Criticism from Advisors and Monitors

The chair of a police oversight board, chair of the advisory panel for the national policing equality strategy, commented: “We observed scant consideration through race action plan meetings of the technology deployment despite clear relevance with the plan’s concerns.

“This disclosure show yet again that the anti-racism commitments policing has undertaken via the equality initiative are failing to be integrated into wider practice. Our reports have cautioned that innovative tools are being rolled out in a context where ethnic inequalities, weak scrutiny and poor data collection already persist.

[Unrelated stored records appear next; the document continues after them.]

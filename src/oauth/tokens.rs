//! Just-in-time access to a tenant's platform token.
//!
//! Readers call [`TokenService::get_fresh_access`] and receive an access
//! token that is valid for at least the skew window. When the stored token is
//! closer to expiry than that, the stored refresh token is rotated through
//! the platform and the new pair is persisted *before* the access token is
//! handed out. The platform invalidates the old refresh token on rotation,
//! so a pair that was used but never stored orphans the account permanently.

use std::sync::Arc;

use anyhow::anyhow;
use chrono::{Duration, Utc};
use sqlx::PgPool;
use thiserror::Error;

use crate::crypto::TokenCipher;
use crate::db::models::{OAuthConnection, StripeMode};
use crate::db::oauth_connections;
use crate::stripe::{OAuthApiError, StripeOAuthClient};

/// Don't hand out tokens that would expire mid-upstream-call.
pub const REFRESH_SKEW_MINUTES: i64 = 5;

#[derive(Debug, Error)]
pub enum TokenError {
    #[error("account has no stored OAuth connection")]
    NotConnected,
    #[error("stored token ciphertext is unreadable")]
    Corrupt,
    #[error("token refresh failed")]
    RefreshFailed(#[source] OAuthApiError),
    #[error(transparent)]
    Db(#[from] anyhow::Error),
}

impl TokenError {
    /// Short machine-readable kind, used in sweep summaries and logs.
    pub fn kind(&self) -> &'static str {
        match self {
            TokenError::NotConnected => "not_connected",
            TokenError::Corrupt => "corrupt",
            TokenError::RefreshFailed(source) => source.kind(),
            TokenError::Db(_) => "db",
        }
    }
}

pub struct TokenService {
    pool: PgPool,
    cipher: Arc<TokenCipher>,
    stripe: Arc<StripeOAuthClient>,
}

impl TokenService {
    pub fn new(pool: PgPool, cipher: Arc<TokenCipher>, stripe: Arc<StripeOAuthClient>) -> Self {
        Self {
            pool,
            cipher,
            stripe,
        }
    }

    /// Return a currently valid access token for (account, mode), refreshing
    /// with rotation if the stored one is near expiry.
    pub async fn get_fresh_access(
        &self,
        stripe_account_id: &str,
        mode: StripeMode,
    ) -> Result<String, TokenError> {
        let connection = oauth_connections::get(&self.pool, stripe_account_id, mode.livemode())
            .await?
            .ok_or(TokenError::NotConnected)?;
        self.fresh_access_for(&connection).await
    }

    /// Like [`get_fresh_access`](Self::get_fresh_access) but takes whichever
    /// mode the account has connected, preferring live.
    pub async fn get_fresh_access_preferring_live(
        &self,
        stripe_account_id: &str,
    ) -> Result<String, TokenError> {
        let connection = oauth_connections::get_preferring_live(&self.pool, stripe_account_id)
            .await?
            .ok_or(TokenError::NotConnected)?;
        self.fresh_access_for(&connection).await
    }

    async fn fresh_access_for(&self, connection: &OAuthConnection) -> Result<String, TokenError> {
        let now = Utc::now();
        if connection.access_token_expires_at > now + Duration::minutes(REFRESH_SKEW_MINUTES) {
            return self
                .cipher
                .decrypt(&connection.access_token_ct)
                .map_err(|_| TokenError::Corrupt);
        }
        self.refresh_and_store(connection).await
    }

    /// Unconditionally rotate a stored connection's tokens and persist the
    /// result. Used by the expiry path above and by the bulk sweeper, which
    /// refreshes ahead of the skew window. On any failure the stored row is
    /// left untouched.
    pub async fn refresh_and_store(
        &self,
        connection: &OAuthConnection,
    ) -> Result<String, TokenError> {
        let refresh_token = self
            .cipher
            .decrypt(&connection.refresh_token_ct)
            .map_err(|_| TokenError::Corrupt)?;

        let grant = self
            .stripe
            .refresh(&refresh_token, connection.mode())
            .await
            .map_err(TokenError::RefreshFailed)?;

        let access_token_ct = self
            .cipher
            .encrypt(&grant.access_token)
            .map_err(|_| TokenError::Corrupt)?;
        let refresh_token_ct = self
            .cipher
            .encrypt(&grant.refresh_token)
            .map_err(|_| TokenError::Corrupt)?;
        let expires_at = Utc::now() + Duration::seconds(grant.expires_in_secs());

        let updated = oauth_connections::update_rotated_tokens(
            &self.pool,
            &connection.stripe_account_id,
            connection.livemode,
            &access_token_ct,
            expires_at,
            &refresh_token_ct,
        )
        .await?;
        if !updated {
            return Err(TokenError::Db(anyhow!(
                "connection row disappeared during refresh"
            )));
        }

        Ok(grant.access_token)
    }
}

#[cfg(test)]
mod tests {
    use super::*;

    #[test]
    fn error_kinds_map_through() {
        assert_eq!(TokenError::NotConnected.kind(), "not_connected");
        assert_eq!(TokenError::Corrupt.kind(), "corrupt");
        assert_eq!(
            TokenError::RefreshFailed(OAuthApiError::Malformed).kind(),
            "upstream_malformed"
        );
        assert_eq!(
            TokenError::RefreshFailed(OAuthApiError::Transient {
                reason: "status 500".into()
            })
            .kind(),
            "upstream_transient"
        );
        assert_eq!(
            TokenError::RefreshFailed(OAuthApiError::Misconfigured {
                mode: StripeMode::Live
            })
            .kind(),
            "misconfigured"
        );
        assert_eq!(TokenError::Db(anyhow!("boom")).kind(), "db");
    }
}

“Any use of this technology must adhere to rigorous official guidelines, be independently scrutinised, and prove it diminishes rather than exacerbates racial disparity.”

Official Statement

A government representative stated: “We takes the findings of the study seriously and we have implemented changes. A new algorithm has been externally evaluated and procured, which has demonstrated no measurable discrimination. It will be tested early next year and will be undergo further assessment.

“Our priority is ensuring public safety. This revolutionary tool will support officers to apprehend and prosecute offenders. There is human involvement in every step of the procedure and no further action would be taken without specialist personnel meticulously examining the output.”

Danny Cochran
Danny Cochran

A seasoned financial journalist with over a decade of experience covering global markets and economic trends.